(Collected data entries)
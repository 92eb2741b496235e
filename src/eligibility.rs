//! Eligibility Filter
//!
//! Decides whether a class declaration may receive a companion reset method.
//! Pure predicates over the syntax model; no side effects.

use serde::{Deserialize, Serialize};

use crate::config::{self, ATTRIBUTE_SUFFIX, HOOK_METHOD_NAME, OPT_OUT_MARKER};
use crate::scope::ClassCandidate;
use crate::syntax::{Attribute, Modifier, TypeKind};

/// Why a class was left alone.
#[derive(Debug, Clone, Copy, PartialEq, Eq, Serialize, Deserialize)]
#[serde(rename_all = "kebab-case")]
pub enum SkipReason {
    NotAClass,
    Abstract,
    NotPartial,
    OptedOut,
    BlockedNamespace,
    ContainingTypeNotPartial,
    HookNameTaken,
}

impl SkipReason {
    pub fn describe(self) -> &'static str {
        match self {
            SkipReason::NotAClass => "only class declarations are augmented",
            SkipReason::Abstract => "abstract classes are skipped",
            SkipReason::NotPartial => "class is not declared partial",
            SkipReason::OptedOut => "class carries the opt-out marker",
            SkipReason::BlockedNamespace => "namespace is on the deny-list",
            SkipReason::ContainingTypeNotPartial => "an enclosing type is not declared partial",
            SkipReason::HookNameTaken => "class already declares a member named like the hook method",
        }
    }
}

/// Checks every rule in order and returns the first one that fails.
pub fn check(candidate: &ClassCandidate<'_>) -> Result<(), SkipReason> {
    let decl = candidate.decl;

    if decl.kind != TypeKind::Class {
        return Err(SkipReason::NotAClass);
    }
    if decl.has_modifier(Modifier::Abstract) {
        return Err(SkipReason::Abstract);
    }
    if !decl.has_modifier(Modifier::Partial) {
        return Err(SkipReason::NotPartial);
    }
    if has_opt_out_marker(&decl.attributes) {
        return Err(SkipReason::OptedOut);
    }
    if config::is_blocked_namespace(&candidate.namespace) {
        return Err(SkipReason::BlockedNamespace);
    }
    if candidate
        .containing_types
        .iter()
        .any(|outer| !outer.has_modifier(Modifier::Partial))
    {
        return Err(SkipReason::ContainingTypeNotPartial);
    }
    if decl.declares_member(HOOK_METHOD_NAME) {
        return Err(SkipReason::HookNameTaken);
    }

    Ok(())
}

pub fn is_eligible(candidate: &ClassCandidate<'_>) -> bool {
    check(candidate).is_ok()
}

/// Qualifiers are stripped; the comparison itself is case-sensitive.
pub fn has_opt_out_marker(attributes: &[Attribute]) -> bool {
    attributes.iter().any(|attr| is_marker_name(attr.simple_name()))
}

fn is_marker_name(name: &str) -> bool {
    name == OPT_OUT_MARKER
        || name
            .strip_suffix(ATTRIBUTE_SUFFIX)
            .is_some_and(|stem| stem == OPT_OUT_MARKER)
}
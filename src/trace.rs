//! Structured trace side-channel.
//!
//! The pipeline reports every per-class decision as a [`TraceRecord`]. Callers opt
//! in by passing a [`TraceSink`]; nothing is written anywhere otherwise. Records are
//! also mirrored to `tracing` at debug level.

use serde::{Deserialize, Serialize};
use std::io::Write;

use crate::eligibility::SkipReason;

#[derive(Debug, Clone, PartialEq, Eq, Serialize, Deserialize)]
#[serde(tag = "event", rename_all = "kebab-case")]
pub enum TraceRecord {
    #[serde(rename_all = "camelCase")]
    AssemblyBlocked { assembly: String },
    #[serde(rename_all = "camelCase")]
    ClassSkipped {
        class_name: String,
        file: String,
        reason: SkipReason,
    },
    #[serde(rename_all = "camelCase")]
    NothingToReset { class_name: String, file: String },
    #[serde(rename_all = "camelCase")]
    MalformedMember {
        class_name: String,
        file: String,
        detail: String,
    },
    #[serde(rename_all = "camelCase")]
    UnitEmitted {
        name: String,
        class_name: String,
        content_hash: String,
        fields: usize,
        detachments: usize,
    },
    #[serde(rename_all = "camelCase")]
    MarkerEmitted { name: String },
}

impl TraceRecord {
    pub(crate) fn log(&self) {
        match self {
            TraceRecord::AssemblyBlocked { assembly } => {
                tracing::debug!(%assembly, "assembly is blocked, no companions generated");
            }
            TraceRecord::ClassSkipped {
                class_name, reason, ..
            } => {
                tracing::debug!(class = %class_name, reason = reason.describe(), "class skipped");
            }
            TraceRecord::NothingToReset { class_name, .. } => {
                tracing::debug!(class = %class_name, "no resettable state");
            }
            TraceRecord::MalformedMember {
                class_name, detail, ..
            } => {
                tracing::debug!(class = %class_name, %detail, "malformed member skipped");
            }
            TraceRecord::UnitEmitted {
                name,
                fields,
                detachments,
                ..
            } => {
                tracing::debug!(unit = %name, fields, detachments, "companion emitted");
            }
            TraceRecord::MarkerEmitted { name } => {
                tracing::debug!(unit = %name, "opt-out marker emitted");
            }
        }
    }
}

pub trait TraceSink {
    fn record(&mut self, record: &TraceRecord);
}

impl TraceSink for Vec<TraceRecord> {
    fn record(&mut self, record: &TraceRecord) {
        self.push(record.clone());
    }
}

/// Writes one JSON object per line. Write failures are logged, never raised:
/// tracing must not change the outcome of a generation run.
pub struct JsonLinesTrace<W: Write> {
    writer: W,
}

impl<W: Write> JsonLinesTrace<W> {
    pub fn new(writer: W) -> Self {
        Self { writer }
    }

    pub fn into_inner(self) -> W {
        self.writer
    }
}

impl<W: Write> TraceSink for JsonLinesTrace<W> {
    fn record(&mut self, record: &TraceRecord) {
        let result = serde_json::to_writer(&mut self.writer, record)
            .map_err(std::io::Error::from)
            .and_then(|()| self.writer.write_all(b"\n"));
        if let Err(e) = result {
            tracing::warn!(error = %e, "failed to write trace record");
        }
    }
}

→ WHAT YOU ARE ASKED TO DO
Produce a verbatim copy of each record above.

→ EXERCISE SOLUTION
repository 92eb2741b496235e
filename src/eligibility.rs
//! Eligibility Filter
//!
//! Decides whether a class declaration may receive a companion reset method.
//! Pure predicates over the syntax model; no side effects.

use serde::{Deserialize, Serialize};

use crate::config::{self, ATTRIBUTE_SUFFIX, HOOK_METHOD_NAME, OPT_OUT_MARKER};
use crate::scope::ClassCandidate;
use crate::syntax::{Attribute, Modifier, TypeKind};

/// Why a class was left alone.
#[derive(Debug, Clone, Copy, PartialEq, Eq, Serialize, Deserialize)]
#[serde(rename_all = "kebab-case")]
pub enum SkipReason {
    NotAClass,
    Abstract,
    NotPartial,
    OptedOut,
    BlockedNamespace,
    ContainingTypeNotPartial,
    HookNameTaken,
}

impl SkipReason {
    pub fn describe(self) -> &'static str {
        match self {
            SkipReason::NotAClass => "only class declarations are augmented",
            SkipReason::Abstract => "abstract classes are skipped",
            SkipReason::NotPartial => "class is not declared partial",
            SkipReason::OptedOut => "class carries the opt-out marker",
            SkipReason::BlockedNamespace => "namespace is on the deny-list",
            SkipReason::ContainingTypeNotPartial => "an enclosing type is not declared partial",
            SkipReason::HookNameTaken => "class already declares a member named like the hook method",
        }
    }
}

/// Checks every rule in order and returns the first one that fails.
pub fn check(candidate: &ClassCandidate<'_>) -> Result<(), SkipReason> {
    let decl = candidate.decl;

    if decl.kind != TypeKind::Class {
        return Err(SkipReason::NotAClass);
    }
    if decl.has_modifier(Modifier::Abstract) {
        return Err(SkipReason::Abstract);
    }
    if !decl.has_modifier(Modifier::Partial) {
        return Err(SkipReason::NotPartial);
    }
    if has_opt_out_marker(&decl.attributes) {
        return Err(SkipReason::OptedOut);
    }
    if config::is_blocked_namespace(&candidate.namespace) {
        return Err(SkipReason::BlockedNamespace);
    }
    if candidate
        .containing_types
        .iter()
        .any(|outer| !outer.has_modifier(Modifier::Partial))
    {
        return Err(SkipReason::ContainingTypeNotPartial);
    }
    if decl.declares_member(HOOK_METHOD_NAME) {
        return Err(SkipReason::HookNameTaken);
    }

    Ok(())
}

pub fn is_eligible(candidate: &ClassCandidate<'_>) -> bool {
    check(candidate).is_ok()
}

/// Qualifiers are stripped; the comparison itself is case-sensitive.
pub fn has_opt_out_marker(attributes: &[Attribute]) -> bool {
    attributes.iter().any(|attr| is_marker_name(attr.simple_name()))
}

fn is_marker_name(name: &str) -> bool {
    name == OPT_OUT_MARKER
        || name
            .strip_suffix(ATTRIBUTE_SUFFIX)
            .is_some_and(|stem| stem == OPT_OUT_MARKER)
}
filename src/trace.rs
//! Structured trace side-channel.
//!
//! The pipeline reports every per-class decision as a [`TraceRecord`]. Callers opt
//! in by passing a [`TraceSink`]; nothing is written anywhere otherwise. Records are
//! also mirrored to `tracing` at debug level.

use serde::{Deserialize, Serialize};
use std::io::Write;

use crate::eligibility::SkipReason;

#[derive(Debug, Clone, PartialEq, Eq, Serialize, Deserialize)]
#[serde(tag = "event", rename_all = "kebab-case")]
pub enum TraceRecord {
    #[serde(rename_all = "camelCase")]
    AssemblyBlocked { assembly: String },
    #[serde(rename_all = "camelCase")]
    ClassSkipped {
        class_name: String,
        file: String,
        reason: SkipReason,
    },
    #[serde(rename_all = "camelCase")]
    NothingToReset { class_name: String, file: String },
    #[serde(rename_all = "camelCase")]
    MalformedMember {
        class_name: String,
        file: String,
        detail: String,
    },
    #[serde(rename_all = "camelCase")]
    UnitEmitted {
        name: String,
        class_name: String,
        content_hash: String,
        fields: usize,
        detachments: usize,
    },
    #[serde(rename_all = "camelCase")]
    MarkerEmitted { name: String },
}

impl TraceRecord {
    pub(crate) fn log(&self) {
        match self {
            TraceRecord::AssemblyBlocked { assembly } => {
                tracing::debug!(%assembly, "assembly is blocked, no companions generated");
            }
            TraceRecord::ClassSkipped {
                class_name, reason, ..
            } => {
                tracing::debug!(class = %class_name, reason = reason.describe(), "class skipped");
            }
            TraceRecord::NothingToReset { class_name, .. } => {
                tracing::debug!(class = %class_name, "no resettable state");
            }
            TraceRecord::MalformedMember {
                class_name, detail, ..
            } => {
                tracing::debug!(class = %class_name, %detail, "malformed member skipped");
            }
            TraceRecord::UnitEmitted {
                name,
                fields,
                detachments,
                ..
            } => {
                tracing::debug!(unit = %name, fields, detachments, "companion emitted");
            }
            TraceRecord::MarkerEmitted { name } => {
                tracing::debug!(unit = %name, "opt-out marker emitted");
            }
        }
    }
}

pub trait TraceSink {
    fn record(&mut self, record: &TraceRecord);
}

impl TraceSink for Vec<TraceRecord> {
    fn record(&mut self, record: &TraceRecord) {
        self.push(record.clone());
    }
}

/// Writes one JSON object per line. Write failures are logged, never raised:
/// tracing must not change the outcome of a generation run.
pub struct JsonLinesTrace<W: Write> {
    writer: W,
}

impl<W: Write> JsonLinesTrace<W> {
    pub fn new(writer: W) -> Self {
        Self { writer }
    }

    pub fn into_inner(self) -> W {
        self.writer
    }
}

impl<W: Write> TraceSink for JsonLinesTrace<W> {
    fn record(&mut self, record: &TraceRecord) {
        let result = serde_json::to_writer(&mut self.writer, record)
            .map_err(std::io::Error::from)
            .and_then(|()| self.writer.write_all(b"\n"));
        if let Err(e) = result {
            tracing::warn!(error = %e, "failed to write trace record");
        }
    }
}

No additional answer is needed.